// SPDX-License-Identifier: Apache-2.0
//! prism-core: deterministic visual-patch graph compiler and frame runtime.
//!
//! A patch is a directed graph of typed blocks wired by edges across three
//! value worlds (scalar, signal, field) plus discrete events. The compiler
//! lowers a patch snapshot into an indexed-array IR with a deterministic
//! schedule; the evaluator executes one frame at a time with at-most-once
//! node evaluation; the swap scheduler exchanges programs at frame
//! boundaries while migrating keyed state.
#![forbid(unsafe_code)]
#![deny(missing_docs, rust_2018_idioms, unused_must_use)]
#![deny(
    clippy::all,
    clippy::pedantic,
    clippy::nursery,
    clippy::cargo,
    clippy::unwrap_used,
    clippy::expect_used,
    clippy::panic,
    clippy::todo,
    clippy::unimplemented,
    clippy::dbg_macro,
    clippy::print_stdout,
    clippy::print_stderr
)]
#![allow(
    clippy::must_use_candidate,
    clippy::return_self_not_must_use,
    clippy::unreadable_literal,
    clippy::missing_const_for_fn,
    clippy::suboptimal_flops,
    clippy::redundant_pub_crate,
    clippy::many_single_char_names,
    clippy::module_name_repetitions,
    clippy::use_self
)]

/// Block registry: slot signatures, default sources, compile functions.
pub mod block;
/// Combine policies for multi-writer inputs and buses.
pub mod combine;
/// The compiler pipeline and compiled program artifact.
pub mod compile;
mod diag;
/// The frame evaluator and its state store.
pub mod eval;
mod ident;
/// Typed expression IR and its builder.
pub mod ir;
mod patch;
mod swap;
mod telemetry;
mod time;
/// Transform registry: lenses, adapters, and the pathfinder.
pub mod transform;
mod tx;
mod types;
mod value;

// Re-exports for the stable public API.
/// Structured compile diagnostics with graph locations.
pub use diag::{DiagCode, Diagnostic, GraphLoc, Severity};
/// Core identifier types and constructors.
pub use ident::{
    derived_provider_edge_id, derived_provider_id, make_block_id, make_domain_id, make_edge_id,
    short_hex, BlockId, DomainId, EdgeId, Hash,
};
/// Patch model: blocks, edges, transform steps, and structural mutation.
pub use patch::{
    Block, BlockRole, Edge, ParamBinding, Patch, PatchError, PortRef, TransformStep,
};
/// Hot-swap scheduling: edit classes, boundaries, receipts.
pub use swap::{
    classify_edit, EditClass, PendingSwap, SwapBoundary, SwapError, SwapReceipt, SwapScheduler,
};
/// Runtime telemetry sink.
pub use telemetry::{NullTelemetrySink, TelemetrySink};
/// Time topology: the time model and reserved buses.
pub use time::{reserved_bus_type, CycleMode, TimeModel, RESERVED_BUSES};
/// Transactions: ops, change events, undo history.
pub use tx::{apply_tx, ChangeEvent, History, PatchOp, TxError};
/// Type descriptors for the value worlds.
pub use types::{assignable, Category, DomainKind, TypeDesc, TypeParseError, World};
/// Runtime values.
pub use value::{DomainDesc, DomainShape, Rgba, Value, Vec2, Waveform};
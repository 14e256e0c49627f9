// SPDX-License-Identifier: Apache-2.0
//! Transactions: atomic patch mutation with undo history.
//!
//! Ops form a closed vocabulary. A transaction applies its ops to a working
//! copy; every op validates against the state the previous ops produced,
//! and the whole transaction either yields a new immutable snapshot plus
//! typed change events or fails with no effect at all.

use std::collections::BTreeMap;
use std::sync::Arc;

use thiserror::Error;

use crate::combine::CombinePolicy;
use crate::ident::{BlockId, EdgeId};
use crate::patch::{Block, BlockRole, Edge, Patch, PatchError, TransformStep};
use crate::value::Value;

/// Closed vocabulary of atomic patch operations.
#[derive(Debug, Clone, PartialEq)]
pub enum PatchOp {
    /// Insert a block.
    AddBlock(Block),
    /// Remove a block; incident edges cascade.
    RemoveBlock(BlockId),
    /// Insert an edge.
    AddEdge(Edge),
    /// Remove an edge.
    RemoveEdge(EdgeId),
    /// Merge scalar params into a block.
    SetParams {
        /// Target block.
        block: BlockId,
        /// Params to merge.
        params: BTreeMap<String, Value>,
    },
    /// Replace an edge's transform chain.
    SetTransforms {
        /// Target edge.
        edge: EdgeId,
        /// New chain.
        transforms: Vec<TransformStep>,
    },
    /// Override the combine policy of one input slot.
    SetCombine {
        /// Target block.
        block: BlockId,
        /// Slot id.
        slot: String,
        /// New policy.
        policy: CombinePolicy,
    },
    /// Replace the patch's time root and republish its reserved buses.
    SetTimeRoot(Block),
    /// Apply a sequence as one op.
    Many(Vec<PatchOp>),
}

/// Typed change notifications emitted by a successful transaction.
#[derive(Debug, Clone, PartialEq, Eq)]
pub enum ChangeEvent {
    /// A block was added.
    BlockAdded(BlockId),
    /// A block (and its edges) was removed.
    BlockRemoved(BlockId),
    /// An edge was added.
    EdgeAdded(EdgeId),
    /// An edge was removed.
    EdgeRemoved(EdgeId),
    /// A block's params changed.
    ParamsChanged(BlockId),
    /// An edge's transform chain changed.
    TransformsChanged(EdgeId),
    /// A slot's combine policy changed.
    CombineChanged {
        /// Owning block.
        block: BlockId,
        /// Slot id.
        slot: String,
    },
    /// The time root was replaced.
    TimeRootChanged(BlockId),
}

/// A failed op within a transaction.
#[derive(Debug, Error, PartialEq)]
#[error("op {index} failed: {source}")]
pub struct TxError {
    /// Position of the failing op (depth-first across `Many`).
    pub index: usize,
    /// The underlying validation failure.
    #[source]
    pub source: PatchError,
}

/// Applies `ops` atomically to `patch`.
///
/// # Errors
///
/// The failing op's [`TxError`]; the input patch is untouched and no events
/// are emitted.
pub fn apply_tx(
    patch: &Patch,
    ops: &[PatchOp],
) -> Result<(Patch, Vec<ChangeEvent>), Vec<TxError>> {
    let mut working = patch.clone();
    let mut events = Vec::new();
    let mut index = 0usize;
    for op in ops {
        if let Err(source) = apply_op(&mut working, op, &mut events, &mut index) {
            return Err(vec![TxError {
                index: index.saturating_sub(1),
                source,
            }]);
        }
    }
    Ok((working, events))
}

fn apply_op(
    patch: &mut Patch,
    op: &PatchOp,
    events: &mut Vec<ChangeEvent>,
    index: &mut usize,
) -> Result<(), PatchError> {
    *index += 1;
    match op {
        PatchOp::AddBlock(block) => {
            patch.add_block(block.clone())?;
            events.push(ChangeEvent::BlockAdded(block.id));
        }
        PatchOp::RemoveBlock(id) => {
            let removed_edges: Vec<EdgeId> = patch
                .edges
                .iter()
                .filter(|e| e.from.block == *id || e.to.block == *id)
                .map(|e| e.id)
                .collect();
            patch.remove_block(id)?;
            events.push(ChangeEvent::BlockRemoved(*id));
            events.extend(removed_edges.into_iter().map(ChangeEvent::EdgeRemoved));
        }
        PatchOp::AddEdge(edge) => {
            patch.add_edge(edge.clone())?;
            events.push(ChangeEvent::EdgeAdded(edge.id));
        }
        PatchOp::RemoveEdge(id) => {
            patch.remove_edge(id)?;
            events.push(ChangeEvent::EdgeRemoved(*id));
        }
        PatchOp::SetParams { block, params } => {
            for (key, value) in params {
                patch.set_param(block, key.clone(), value.clone())?;
            }
            events.push(ChangeEvent::ParamsChanged(*block));
        }
        PatchOp::SetTransforms { edge, transforms } => {
            patch.set_transforms(edge, transforms.clone())?;
            events.push(ChangeEvent::TransformsChanged(*edge));
        }
        PatchOp::SetCombine {
            block,
            slot,
            policy,
        } => {
            patch.set_combine(block, slot.clone(), *policy)?;
            events.push(ChangeEvent::CombineChanged {
                block: *block,
                slot: slot.clone(),
            });
        }
        PatchOp::SetTimeRoot(block) => {
            let old_roots: Vec<BlockId> = patch
                .blocks
                .iter()
                .filter(|b| {
                    b.role == Some(BlockRole::TimeRoot)
                        || crate::block::time_model_of(b).is_some()
                })
                .map(|b| b.id)
                .collect();
            for id in old_roots {
                patch.remove_block(&id)?;
            }
            let id = block.id;
            patch.add_block(block.clone())?;
            crate::block::publish_reserved(patch, &id)?;
            events.push(ChangeEvent::TimeRootChanged(id));
        }
        PatchOp::Many(ops) => {
            for inner in ops {
                apply_op(patch, inner, events, index)?;
            }
        }
    }
    Ok(())
}

/// Undo/redo history over immutable patch snapshots.
#[derive(Debug)]
pub struct History {
    current: Arc<Patch>,
    undo: Vec<Arc<Patch>>,
    redo: Vec<Arc<Patch>>,
}

impl History {
    /// History rooted at an initial snapshot.
    #[must_use]
    pub fn new(initial: Patch) -> Self {
        Self {
            current: Arc::new(initial),
            undo: Vec::new(),
            redo: Vec::new(),
        }
    }

    /// The current snapshot.
    #[must_use]
    pub fn current(&self) -> &Arc<Patch> {
        &self.current
    }

    /// Applies a transaction; on success the previous snapshot is pushed
    /// onto the undo stack and the redo stack clears. No-op transactions
    /// (digest unchanged) leave history untouched.
    ///
    /// # Errors
    ///
    /// Propagates [`TxError`]s; history is unchanged on failure.
    pub fn apply(&mut self, ops: &[PatchOp]) -> Result<Vec<ChangeEvent>, Vec<TxError>> {
        let (next, events) = apply_tx(&self.current, ops)?;
        if next.digest() == self.current.digest() {
            return Ok(events);
        }
        self.undo.push(Arc::clone(&self.current));
        self.redo.clear();
        self.current = Arc::new(next);
        Ok(events)
    }

    /// Steps back one snapshot. Returns the new current snapshot.
    pub fn undo(&mut self) -> Option<&Arc<Patch>> {
        let previous = self.undo.pop()?;
        self.redo.push(Arc::clone(&self.current));
        self.current = previous;
        Some(&self.current)
    }

    /// Steps forward one snapshot. Returns the new current snapshot.
    pub fn redo(&mut self) -> Option<&Arc<Patch>> {
        let next = self.redo.pop()?;
        self.undo.push(Arc::clone(&self.current));
        self.current = next;
        Some(&self.current)
    }

    /// Number of undoable snapshots.
    #[must_use]
    pub fn undo_depth(&self) -> usize {
        self.undo.len()
    }
}

#[cfg(test)]
#[allow(clippy::expect_used, clippy::unwrap_used)]
mod tests {
    use super::*;
    use crate::ident::{make_block_id, make_edge_id};
    use crate::patch::PortRef;

    fn add_const(label: &str) -> PatchOp {
        PatchOp::AddBlock(Block::new(make_block_id(label), "const"))
    }

    #[test]
    fn failed_transactions_change_nothing() {
        let patch = Patch::new();
        let ghost = make_block_id("ghost");
        let ops = [
            add_const("a"),
            PatchOp::RemoveBlock(ghost), // fails
        ];
        let err = apply_tx(&patch, &ops).unwrap_err();
        assert_eq!(err[0].index, 1);
        assert_eq!(err[0].source, PatchError::UnknownBlock(ghost));
        assert!(patch.blocks.is_empty());
    }

    #[test]
    fn events_describe_the_delta() {
        let patch = Patch::new();
        let a = make_block_id("a");
        let b = make_block_id("b");
        let e = make_edge_id("e");
        let ops = [
            add_const("a"),
            PatchOp::AddBlock(Block::new(b, "oscillator")),
            PatchOp::AddEdge(Edge::new(
                e,
                PortRef::new(a, "out"),
                PortRef::new(b, "frequency"),
            )),
        ];
        let (next, events) = apply_tx(&patch, &ops).unwrap();
        assert_eq!(next.blocks.len(), 2);
        assert_eq!(
            events,
            vec![
                ChangeEvent::BlockAdded(a),
                ChangeEvent::BlockAdded(b),
                ChangeEvent::EdgeAdded(e),
            ]
        );
    }

    #[test]
    fn many_ops_apply_depth_first() {
        let patch = Patch::new();
        let ops = [PatchOp::Many(vec![add_const("a"), add_const("b")])];
        let (next, events) = apply_tx(&patch, &ops).unwrap();
        assert_eq!(next.blocks.len(), 2);
        assert_eq!(events.len(), 2);
    }

    #[test]
    fn set_time_root_replaces_and_republishes() {
        let patch = Patch::new();
        let root1 = Block::new(make_block_id("r1"), "cycleTimeRoot");
        let (with_root, _) = apply_tx(&patch, &[PatchOp::SetTimeRoot(root1)]).unwrap();
        assert!(with_root
            .blocks
            .iter()
            .any(|b| b.ty == "cycleTimeRoot"));

        let root2 = Block::new(make_block_id("r2"), "finiteTimeRoot");
        let (swapped, events) =
            apply_tx(&with_root, &[PatchOp::SetTimeRoot(root2)]).unwrap();
        assert!(!swapped.blocks.iter().any(|b| b.ty == "cycleTimeRoot"));
        assert!(swapped.blocks.iter().any(|b| b.ty == "finiteTimeRoot"));
        assert!(events
            .iter()
            .any(|e| matches!(e, ChangeEvent::TimeRootChanged(_))));
    }

    #[test]
    fn undo_and_redo_are_symmetric() {
        let mut history = History::new(Patch::new());
        history.apply(&[add_const("a")]).unwrap();
        history.apply(&[add_const("b")]).unwrap();
        assert_eq!(history.current().blocks.len(), 2);
        assert_eq!(history.undo_depth(), 2);

        history.undo().unwrap();
        assert_eq!(history.current().blocks.len(), 1);
        history.undo().unwrap();
        assert_eq!(history.current().blocks.len(), 0);
        assert!(history.undo().is_none());

        history.redo().unwrap();
        history.redo().unwrap();
        assert_eq!(history.current().blocks.len(), 2);
        assert!(history.redo().is_none());
    }

    #[test]
    fn new_edits_clear_the_redo_stack() {
        let mut history = History::new(Patch::new());
        history.apply(&[add_const("a")]).unwrap();
        history.undo().unwrap();
        history.apply(&[add_const("b")]).unwrap();
        assert!(history.redo().is_none());
    }

    #[test]
    fn noop_transactions_do_not_grow_history() {
        let mut history = History::new(Patch::new());
        history.apply(&[]).unwrap();
        assert_eq!(history.undo_depth(), 0);
    }
}
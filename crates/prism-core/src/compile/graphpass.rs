// SPDX-License-Identifier: Apache-2.0
//! Pass 4: graph canonicalization.
//!
//! Builds the block-level dependency graph and derives two artifacts:
//! - feedback legality: edges into a memory block's deferred input are
//!   dropped from the graph, so any strongly connected component that
//!   remains is a cycle no memory node breaks — `IllegalFeedback`;
//! - the lowering order: Kahn's algorithm over the reduced graph with the
//!   ready set ordered by `(sort_key, id)`, which fixes the deterministic
//!   topological order every later pass and the scheduler inherit.
//!
//! Lens parameter bindings (`wire`/`bus`) count as dependencies too: the
//! producing block must lower before the edge that reads it.

use std::collections::{BTreeMap, BTreeSet};

use crate::compile::Session;
use crate::diag::{DiagCode, Diagnostic, GraphLoc};
use crate::ident::BlockId;
use crate::patch::ParamBinding;

pub(crate) fn run(session: &mut Session<'_>) {
    let deps = dependencies(session);

    report_illegal_feedback(session, &deps);
    if session.has_errors() {
        return;
    }
    session.order = topo_order(session, &deps);
}

/// Block-level dependency map: `to → {from, ...}` over the reduced graph.
fn dependencies(session: &Session<'_>) -> BTreeMap<BlockId, BTreeSet<BlockId>> {
    let mut deps: BTreeMap<BlockId, BTreeSet<BlockId>> = BTreeMap::new();
    for block in &session.patch.blocks {
        deps.entry(block.id).or_default();
    }
    for edge in &session.patch.edges {
        if !edge.enabled {
            continue;
        }
        let deferred = session
            .patch
            .block(&edge.to.block)
            .and_then(|b| session.blocks.get(&b.ty))
            .and_then(|def| def.deferred_input)
            .is_some_and(|slot| slot == edge.to.slot);
        if !deferred {
            deps.entry(edge.to.block).or_default().insert(edge.from.block);
        }
        for step in &edge.transforms {
            for binding in step.params.values() {
                match binding {
                    ParamBinding::Wire(port) => {
                        deps.entry(edge.to.block).or_default().insert(port.block);
                    }
                    ParamBinding::Bus(bus) => {
                        deps.entry(edge.to.block).or_default().insert(*bus);
                    }
                    ParamBinding::Literal(_) | ParamBinding::Default => {}
                }
            }
        }
    }
    deps
}

/// Kahn's algorithm; ties broken by `(sort_key, id)`.
fn topo_order(
    session: &Session<'_>,
    deps: &BTreeMap<BlockId, BTreeSet<BlockId>>,
) -> Vec<BlockId> {
    let sort_key = |id: &BlockId| session.patch.block(id).map_or(0, |b| b.sort_key);
    let mut remaining: BTreeMap<BlockId, BTreeSet<BlockId>> = deps
        .iter()
        .map(|(k, v)| {
            (
                *k,
                v.iter()
                    .filter(|d| deps.contains_key(*d) && *d != k)
                    .copied()
                    .collect(),
            )
        })
        .collect();
    let mut ready: BTreeSet<(u32, BlockId)> = remaining
        .iter()
        .filter(|(_, d)| d.is_empty())
        .map(|(id, _)| (sort_key(id), *id))
        .collect();
    let mut order = Vec::with_capacity(remaining.len());

    while let Some(&(key, id)) = ready.iter().next() {
        ready.remove(&(key, id));
        remaining.remove(&id);
        order.push(id);
        let mut now_ready = Vec::new();
        for (candidate, d) in &mut remaining {
            if d.remove(&id) && d.is_empty() {
                now_ready.push(*candidate);
            }
        }
        for candidate in now_ready {
            ready.insert((sort_key(&candidate), candidate));
        }
    }
    order
}

/// Finds strongly connected components of the reduced graph and reports
/// each non-trivial one (or self-loop) as `FB-301`.
fn report_illegal_feedback(
    session: &mut Session<'_>,
    deps: &BTreeMap<BlockId, BTreeSet<BlockId>>,
) {
    for scc in tarjan(deps) {
        let illegal = scc.len() > 1
            || scc
                .first()
                .is_some_and(|id| deps.get(id).is_some_and(|d| d.contains(id)));
        if illegal {
            let mut sorted = scc;
            sorted.sort_unstable();
            let mut diag = Diagnostic::error(
                DiagCode::IllegalFeedback,
                "cycle is not broken by any memory block",
            )
            .at(GraphLoc::Scc(sorted.clone()))
            .with_help("insert a delay, integrate, or sample-hold block into the loop");
            for id in sorted {
                diag = diag.at(GraphLoc::Block(id));
            }
            session.diags.push(diag);
        }
    }
}

/// Iterative Tarjan over the dependency map. Deterministic: roots and
/// successors are visited in ascending id order.
fn tarjan(deps: &BTreeMap<BlockId, BTreeSet<BlockId>>) -> Vec<Vec<BlockId>> {
    struct Frame<'a> {
        node: BlockId,
        successors: Vec<&'a BlockId>,
        next: usize,
    }

    let mut index: BTreeMap<BlockId, u32> = BTreeMap::new();
    let mut lowlink: BTreeMap<BlockId, u32> = BTreeMap::new();
    let mut on_stack: BTreeSet<BlockId> = BTreeSet::new();
    let mut stack: Vec<BlockId> = Vec::new();
    let mut next_index = 0u32;
    let mut sccs: Vec<Vec<BlockId>> = Vec::new();

    for root in deps.keys() {
        if index.contains_key(root) {
            continue;
        }
        let mut frames = vec![Frame {
            node: *root,
            successors: deps.get(root).map(|d| d.iter().collect()).unwrap_or_default(),
            next: 0,
        }];
        index.insert(*root, next_index);
        lowlink.insert(*root, next_index);
        next_index += 1;
        stack.push(*root);
        on_stack.insert(*root);

        while let Some(frame) = frames.last_mut() {
            if frame.next < frame.successors.len() {
                let succ = *frame.successors[frame.next];
                frame.next += 1;
                if !deps.contains_key(&succ) {
                    continue; // Dangling reference; normalization reported it.
                }
                if let Some(&succ_index) = index.get(&succ) {
                    if on_stack.contains(&succ) {
                        let node = frame.node;
                        let low = (*lowlink.get(&node).unwrap_or(&0)).min(succ_index);
                        lowlink.insert(node, low);
                    }
                } else {
                    index.insert(succ, next_index);
                    lowlink.insert(succ, next_index);
                    next_index += 1;
                    stack.push(succ);
                    on_stack.insert(succ);
                    frames.push(Frame {
                        node: succ,
                        successors: deps.get(&succ).map(|d| d.iter().collect()).unwrap_or_default(),
                        next: 0,
                    });
                }
            } else {
                let node = frame.node;
                frames.pop();
                let node_low = *lowlink.get(&node).unwrap_or(&0);
                if let Some(parent) = frames.last() {
                    let parent_low = (*lowlink.get(&parent.node).unwrap_or(&0)).min(node_low);
                    lowlink.insert(parent.node, parent_low);
                }
                if Some(&node_low) == index.get(&node) {
                    let mut scc = Vec::new();
                    while let Some(member) = stack.pop() {
                        on_stack.remove(&member);
                        scc.push(member);
                        if member == node {
                            break;
                        }
                    }
                    sccs.push(scc);
                }
            }
        }
    }
    sccs
}

#[cfg(test)]
#[allow(clippy::expect_used, clippy::unwrap_used)]
mod tests {
    use super::*;
    use crate::block::BlockRegistry;
    use crate::ident::{make_block_id, make_edge_id};
    use crate::patch::{Block, Edge, Patch, PortRef};
    use crate::transform::TransformRegistry;

    fn setup() -> (BlockRegistry, TransformRegistry) {
        (
            BlockRegistry::with_system_blocks().unwrap(),
            TransformRegistry::with_catalog().unwrap(),
        )
    }

    #[test]
    fn memoryless_two_block_cycle_is_fb301() {
        let (blocks, transforms) = setup();
        let mut patch = Patch::new();
        let a = make_block_id("a");
        let b = make_block_id("b");
        patch.add_block(Block::new(a, "add")).unwrap();
        patch.add_block(Block::new(b, "add")).unwrap();
        patch
            .add_edge(Edge::new(
                make_edge_id("ab"),
                PortRef::new(a, "out"),
                PortRef::new(b, "a"),
            ))
            .unwrap();
        patch
            .add_edge(Edge::new(
                make_edge_id("ba"),
                PortRef::new(b, "out"),
                PortRef::new(a, "a"),
            ))
            .unwrap();
        let mut s = Session::new(patch, &blocks, &transforms);
        run(&mut s);
        let diag = s
            .diags
            .iter()
            .find(|d| d.code == DiagCode::IllegalFeedback)
            .expect("expected FB-301");
        let mut expected = vec![a, b];
        expected.sort_unstable();
        assert!(diag
            .locations
            .iter()
            .any(|l| matches!(l, GraphLoc::Scc(members) if *members == expected)));
    }

    #[test]
    fn cycle_through_a_delay_is_legal() {
        let (blocks, transforms) = setup();
        let mut patch = Patch::new();
        let d = make_block_id("d");
        let g = make_block_id("g");
        patch.add_block(Block::new(d, "delay")).unwrap();
        patch.add_block(Block::new(g, "add")).unwrap();
        patch
            .add_edge(Edge::new(
                make_edge_id("dg"),
                PortRef::new(d, "out"),
                PortRef::new(g, "a"),
            ))
            .unwrap();
        patch
            .add_edge(Edge::new(
                make_edge_id("gd"),
                PortRef::new(g, "out"),
                PortRef::new(d, "in"),
            ))
            .unwrap();
        let mut s = Session::new(patch, &blocks, &transforms);
        run(&mut s);
        assert!(s.diags.is_empty(), "unexpected diags: {:?}", s.diags);
        // The delay lowers before the adder: its output needs no input.
        let di = s.order.iter().position(|x| *x == d).unwrap();
        let gi = s.order.iter().position(|x| *x == g).unwrap();
        assert!(di < gi);
    }

    #[test]
    fn order_is_deterministic_and_respects_sort_keys() {
        let (blocks, transforms) = setup();
        let mut patch = Patch::new();
        let a = make_block_id("a");
        let b = make_block_id("b");
        patch
            .add_block(Block::new(a, "const").with_sort_key(2))
            .unwrap();
        patch
            .add_block(Block::new(b, "const").with_sort_key(1))
            .unwrap();
        let mut s1 = Session::new(patch.clone(), &blocks, &transforms);
        run(&mut s1);
        let mut s2 = Session::new(patch, &blocks, &transforms);
        run(&mut s2);
        assert_eq!(s1.order, s2.order);
        assert_eq!(s1.order, vec![b, a]);
    }
}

■ ■ ■ ■

WHAT THE TASK REQUIRES
Gather all lines with the string "worlds" from the data.

ANSWER
//! value worlds (scalar, signal, field) plus discrete events. The compiler
/// Type descriptors for the value worlds.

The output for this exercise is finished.